● **DIRECTIONS FOR THIS TASK**:
Could every line below be written out exactly as it appears?

● **DATA**:
═══

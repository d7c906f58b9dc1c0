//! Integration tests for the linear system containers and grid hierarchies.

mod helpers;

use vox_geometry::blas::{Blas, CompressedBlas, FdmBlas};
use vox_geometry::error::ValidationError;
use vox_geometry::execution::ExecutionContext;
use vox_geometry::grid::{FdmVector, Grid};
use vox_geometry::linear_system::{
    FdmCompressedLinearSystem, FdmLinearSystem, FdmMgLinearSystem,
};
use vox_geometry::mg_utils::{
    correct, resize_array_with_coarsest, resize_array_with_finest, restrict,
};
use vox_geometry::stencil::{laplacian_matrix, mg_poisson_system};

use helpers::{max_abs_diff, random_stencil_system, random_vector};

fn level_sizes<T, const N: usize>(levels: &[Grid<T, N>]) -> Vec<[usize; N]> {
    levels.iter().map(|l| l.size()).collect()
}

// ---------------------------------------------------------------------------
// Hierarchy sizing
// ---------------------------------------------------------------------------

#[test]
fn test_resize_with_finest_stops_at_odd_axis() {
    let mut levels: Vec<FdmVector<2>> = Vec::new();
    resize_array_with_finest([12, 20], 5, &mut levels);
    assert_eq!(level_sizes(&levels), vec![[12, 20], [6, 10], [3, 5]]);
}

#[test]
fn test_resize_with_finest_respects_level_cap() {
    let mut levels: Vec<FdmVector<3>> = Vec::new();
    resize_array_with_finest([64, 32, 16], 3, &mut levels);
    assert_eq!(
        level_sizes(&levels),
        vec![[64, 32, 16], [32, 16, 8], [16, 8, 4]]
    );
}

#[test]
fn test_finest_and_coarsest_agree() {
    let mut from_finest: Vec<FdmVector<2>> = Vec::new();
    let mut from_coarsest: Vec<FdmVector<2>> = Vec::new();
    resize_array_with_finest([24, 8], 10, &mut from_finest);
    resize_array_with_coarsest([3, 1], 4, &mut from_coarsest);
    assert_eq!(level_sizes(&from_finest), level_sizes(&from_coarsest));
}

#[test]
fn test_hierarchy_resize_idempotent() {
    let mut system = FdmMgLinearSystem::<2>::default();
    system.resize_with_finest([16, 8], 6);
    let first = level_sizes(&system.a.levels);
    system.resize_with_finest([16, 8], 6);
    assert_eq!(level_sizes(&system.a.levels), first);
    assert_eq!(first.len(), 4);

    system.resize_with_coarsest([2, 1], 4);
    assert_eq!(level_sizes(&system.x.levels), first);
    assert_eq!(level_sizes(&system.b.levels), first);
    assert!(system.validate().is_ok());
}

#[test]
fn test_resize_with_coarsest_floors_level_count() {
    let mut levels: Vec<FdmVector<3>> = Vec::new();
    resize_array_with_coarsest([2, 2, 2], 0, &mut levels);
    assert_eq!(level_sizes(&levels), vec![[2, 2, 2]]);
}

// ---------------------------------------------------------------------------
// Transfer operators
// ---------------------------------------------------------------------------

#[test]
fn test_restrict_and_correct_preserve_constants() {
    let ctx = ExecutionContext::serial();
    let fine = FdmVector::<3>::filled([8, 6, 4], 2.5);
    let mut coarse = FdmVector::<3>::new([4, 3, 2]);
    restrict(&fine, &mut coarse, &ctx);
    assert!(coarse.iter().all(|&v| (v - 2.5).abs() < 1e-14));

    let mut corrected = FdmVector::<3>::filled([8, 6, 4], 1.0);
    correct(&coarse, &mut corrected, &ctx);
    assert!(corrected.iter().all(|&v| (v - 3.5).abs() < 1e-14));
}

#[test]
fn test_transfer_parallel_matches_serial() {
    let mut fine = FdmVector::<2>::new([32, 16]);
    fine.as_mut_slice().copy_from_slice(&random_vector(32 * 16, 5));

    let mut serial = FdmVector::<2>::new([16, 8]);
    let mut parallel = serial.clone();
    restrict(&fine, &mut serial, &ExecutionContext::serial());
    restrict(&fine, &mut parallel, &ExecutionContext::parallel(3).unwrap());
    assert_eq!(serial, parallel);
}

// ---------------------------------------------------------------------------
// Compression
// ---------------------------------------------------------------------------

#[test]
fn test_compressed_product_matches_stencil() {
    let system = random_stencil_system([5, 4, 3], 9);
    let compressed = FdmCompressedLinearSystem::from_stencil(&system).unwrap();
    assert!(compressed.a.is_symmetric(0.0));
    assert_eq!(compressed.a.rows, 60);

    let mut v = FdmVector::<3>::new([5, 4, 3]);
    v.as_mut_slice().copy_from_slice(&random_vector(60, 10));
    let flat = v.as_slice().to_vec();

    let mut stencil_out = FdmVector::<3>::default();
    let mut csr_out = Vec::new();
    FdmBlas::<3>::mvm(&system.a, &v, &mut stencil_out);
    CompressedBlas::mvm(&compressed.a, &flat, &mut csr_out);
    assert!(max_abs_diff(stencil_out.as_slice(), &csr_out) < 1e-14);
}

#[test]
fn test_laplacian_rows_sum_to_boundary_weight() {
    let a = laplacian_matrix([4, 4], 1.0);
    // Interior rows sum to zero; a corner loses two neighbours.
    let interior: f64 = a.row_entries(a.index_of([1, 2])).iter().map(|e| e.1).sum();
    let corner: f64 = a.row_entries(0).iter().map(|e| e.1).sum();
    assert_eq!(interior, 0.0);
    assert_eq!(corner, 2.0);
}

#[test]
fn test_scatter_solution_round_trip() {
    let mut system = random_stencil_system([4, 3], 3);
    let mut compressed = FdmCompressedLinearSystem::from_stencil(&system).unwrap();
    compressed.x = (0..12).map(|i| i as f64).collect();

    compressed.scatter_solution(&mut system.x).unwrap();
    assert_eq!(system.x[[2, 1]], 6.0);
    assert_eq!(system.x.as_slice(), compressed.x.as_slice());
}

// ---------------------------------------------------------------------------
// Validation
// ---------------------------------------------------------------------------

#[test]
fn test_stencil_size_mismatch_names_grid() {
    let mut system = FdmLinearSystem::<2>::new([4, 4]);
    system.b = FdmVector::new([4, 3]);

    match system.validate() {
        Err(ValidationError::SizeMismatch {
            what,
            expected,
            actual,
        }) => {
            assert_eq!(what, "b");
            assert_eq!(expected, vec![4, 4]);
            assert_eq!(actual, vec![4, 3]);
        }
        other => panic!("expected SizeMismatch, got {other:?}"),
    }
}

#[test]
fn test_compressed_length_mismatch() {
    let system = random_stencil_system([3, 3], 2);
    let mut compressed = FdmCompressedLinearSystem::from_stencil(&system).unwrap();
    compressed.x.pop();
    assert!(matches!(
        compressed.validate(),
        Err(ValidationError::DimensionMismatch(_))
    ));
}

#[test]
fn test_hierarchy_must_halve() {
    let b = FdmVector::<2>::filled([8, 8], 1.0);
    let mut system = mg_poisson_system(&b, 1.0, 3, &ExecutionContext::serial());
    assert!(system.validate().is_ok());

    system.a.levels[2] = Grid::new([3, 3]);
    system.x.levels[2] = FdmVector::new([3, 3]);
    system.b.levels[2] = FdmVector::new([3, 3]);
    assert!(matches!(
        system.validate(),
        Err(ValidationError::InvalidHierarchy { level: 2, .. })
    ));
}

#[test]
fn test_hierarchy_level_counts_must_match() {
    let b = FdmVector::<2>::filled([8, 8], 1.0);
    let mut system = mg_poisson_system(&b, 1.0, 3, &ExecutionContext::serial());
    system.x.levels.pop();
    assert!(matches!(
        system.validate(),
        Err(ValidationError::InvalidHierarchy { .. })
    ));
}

═══

● **ANSWER SPACE**:
repository d7c906f58b9dc1c0
//! Integration tests for the linear system containers and grid hierarchies.

mod helpers;

use vox_geometry::blas::{Blas, CompressedBlas, FdmBlas};
use vox_geometry::error::ValidationError;
use vox_geometry::execution::ExecutionContext;
use vox_geometry::grid::{FdmVector, Grid};
use vox_geometry::linear_system::{
    FdmCompressedLinearSystem, FdmLinearSystem, FdmMgLinearSystem,
};
use vox_geometry::mg_utils::{
    correct, resize_array_with_coarsest, resize_array_with_finest, restrict,
};
use vox_geometry::stencil::{laplacian_matrix, mg_poisson_system};

use helpers::{max_abs_diff, random_stencil_system, random_vector};

fn level_sizes<T, const N: usize>(levels: &[Grid<T, N>]) -> Vec<[usize; N]> {
    levels.iter().map(|l| l.size()).collect()
}

// ---------------------------------------------------------------------------
// Hierarchy sizing
// ---------------------------------------------------------------------------

#[test]
fn test_resize_with_finest_stops_at_odd_axis() {
    let mut levels: Vec<FdmVector<2>> = Vec::new();
    resize_array_with_finest([12, 20], 5, &mut levels);
    assert_eq!(level_sizes(&levels), vec![[12, 20], [6, 10], [3, 5]]);
}

#[test]
fn test_resize_with_finest_respects_level_cap() {
    let mut levels: Vec<FdmVector<3>> = Vec::new();
    resize_array_with_finest([64, 32, 16], 3, &mut levels);
    assert_eq!(
        level_sizes(&levels),
        vec![[64, 32, 16], [32, 16, 8], [16, 8, 4]]
    );
}

#[test]
fn test_finest_and_coarsest_agree() {
    let mut from_finest: Vec<FdmVector<2>> = Vec::new();
    let mut from_coarsest: Vec<FdmVector<2>> = Vec::new();
    resize_array_with_finest([24, 8], 10, &mut from_finest);
    resize_array_with_coarsest([3, 1], 4, &mut from_coarsest);
    assert_eq!(level_sizes(&from_finest), level_sizes(&from_coarsest));
}

#[test]
fn test_hierarchy_resize_idempotent() {
    let mut system = FdmMgLinearSystem::<2>::default();
    system.resize_with_finest([16, 8], 6);
    let first = level_sizes(&system.a.levels);
    system.resize_with_finest([16, 8], 6);
    assert_eq!(level_sizes(&system.a.levels), first);
    assert_eq!(first.len(), 4);

    system.resize_with_coarsest([2, 1], 4);
    assert_eq!(level_sizes(&system.x.levels), first);
    assert_eq!(level_sizes(&system.b.levels), first);
    assert!(system.validate().is_ok());
}

#[test]
fn test_resize_with_coarsest_floors_level_count() {
    let mut levels: Vec<FdmVector<3>> = Vec::new();
    resize_array_with_coarsest([2, 2, 2], 0, &mut levels);
    assert_eq!(level_sizes(&levels), vec![[2, 2, 2]]);
}

// ---------------------------------------------------------------------------
// Transfer operators
// ---------------------------------------------------------------------------

#[test]
fn test_restrict_and_correct_preserve_constants() {
    let ctx = ExecutionContext::serial();
    let fine = FdmVector::<3>::filled([8, 6, 4], 2.5);
    let mut coarse = FdmVector::<3>::new([4, 3, 2]);
    restrict(&fine, &mut coarse, &ctx);
    assert!(coarse.iter().all(|&v| (v - 2.5).abs() < 1e-14));

    let mut corrected = FdmVector::<3>::filled([8, 6, 4], 1.0);
    correct(&coarse, &mut corrected, &ctx);
    assert!(corrected.iter().all(|&v| (v - 3.5).abs() < 1e-14));
}

#[test]
fn test_transfer_parallel_matches_serial() {
    let mut fine = FdmVector::<2>::new([32, 16]);
    fine.as_mut_slice().copy_from_slice(&random_vector(32 * 16, 5));

    let mut serial = FdmVector::<2>::new([16, 8]);
    let mut parallel = serial.clone();
    restrict(&fine, &mut serial, &ExecutionContext::serial());
    restrict(&fine, &mut parallel, &ExecutionContext::parallel(3).unwrap());
    assert_eq!(serial, parallel);
}

// ---------------------------------------------------------------------------
// Compression
// ---------------------------------------------------------------------------

#[test]
fn test_compressed_product_matches_stencil() {
    let system = random_stencil_system([5, 4, 3], 9);
    let compressed = FdmCompressedLinearSystem::from_stencil(&system).unwrap();
    assert!(compressed.a.is_symmetric(0.0));
    assert_eq!(compressed.a.rows, 60);

    let mut v = FdmVector::<3>::new([5, 4, 3]);
    v.as_mut_slice().copy_from_slice(&random_vector(60, 10));
    let flat = v.as_slice().to_vec();

    let mut stencil_out = FdmVector::<3>::default();
    let mut csr_out = Vec::new();
    FdmBlas::<3>::mvm(&system.a, &v, &mut stencil_out);
    CompressedBlas::mvm(&compressed.a, &flat, &mut csr_out);
    assert!(max_abs_diff(stencil_out.as_slice(), &csr_out) < 1e-14);
}

#[test]
fn test_laplacian_rows_sum_to_boundary_weight() {
    let a = laplacian_matrix([4, 4], 1.0);
    // Interior rows sum to zero; a corner loses two neighbours.
    let interior: f64 = a.row_entries(a.index_of([1, 2])).iter().map(|e| e.1).sum();
    let corner: f64 = a.row_entries(0).iter().map(|e| e.1).sum();
    assert_eq!(interior, 0.0);
    assert_eq!(corner, 2.0);
}

#[test]
fn test_scatter_solution_round_trip() {
    let mut system = random_stencil_system([4, 3], 3);
    let mut compressed = FdmCompressedLinearSystem::from_stencil(&system).unwrap();
    compressed.x = (0..12).map(|i| i as f64).collect();

    compressed.scatter_solution(&mut system.x).unwrap();
    assert_eq!(system.x[[2, 1]], 6.0);
    assert_eq!(system.x.as_slice(), compressed.x.as_slice());
}

// ---------------------------------------------------------------------------
// Validation
// ---------------------------------------------------------------------------

#[test]
fn test_stencil_size_mismatch_names_grid() {
    let mut system = FdmLinearSystem::<2>::new([4, 4]);
    system.b = FdmVector::new([4, 3]);

    match system.validate() {
        Err(ValidationError::SizeMismatch {
            what,
            expected,
            actual,
        }) => {
            assert_eq!(what, "b");
            assert_eq!(expected, vec![4, 4]);
            assert_eq!(actual, vec![4, 3]);
        }
        other => panic!("expected SizeMismatch, got {other:?}"),
    }
}

#[test]
fn test_compressed_length_mismatch() {
    let system = random_stencil_system([3, 3], 2);
    let mut compressed = FdmCompressedLinearSystem::from_stencil(&system).unwrap();
    compressed.x.pop();
    assert!(matches!(
        compressed.validate(),
        Err(ValidationError::DimensionMismatch(_))
    ));
}

#[test]
fn test_hierarchy_must_halve() {
    let b = FdmVector::<2>::filled([8, 8], 1.0);
    let mut system = mg_poisson_system(&b, 1.0, 3, &ExecutionContext::serial());
    assert!(system.validate().is_ok());

    system.a.levels[2] = Grid::new([3, 3]);
    system.x.levels[2] = FdmVector::new([3, 3]);
    system.b.levels[2] = FdmVector::new([3, 3]);
    assert!(matches!(
        system.validate(),
        Err(ValidationError::InvalidHierarchy { level: 2, .. })
    ));
}

#[test]
fn test_hierarchy_level_counts_must_match() {
    let b = FdmVector::<2>::filled([8, 8], 1.0);
    let mut system = mg_poisson_system(&b, 1.0, 3, &ExecutionContext::serial());
    system.x.levels.pop();
    assert!(matches!(
        system.validate(),
        Err(ValidationError::InvalidHierarchy { .. })
    ));
}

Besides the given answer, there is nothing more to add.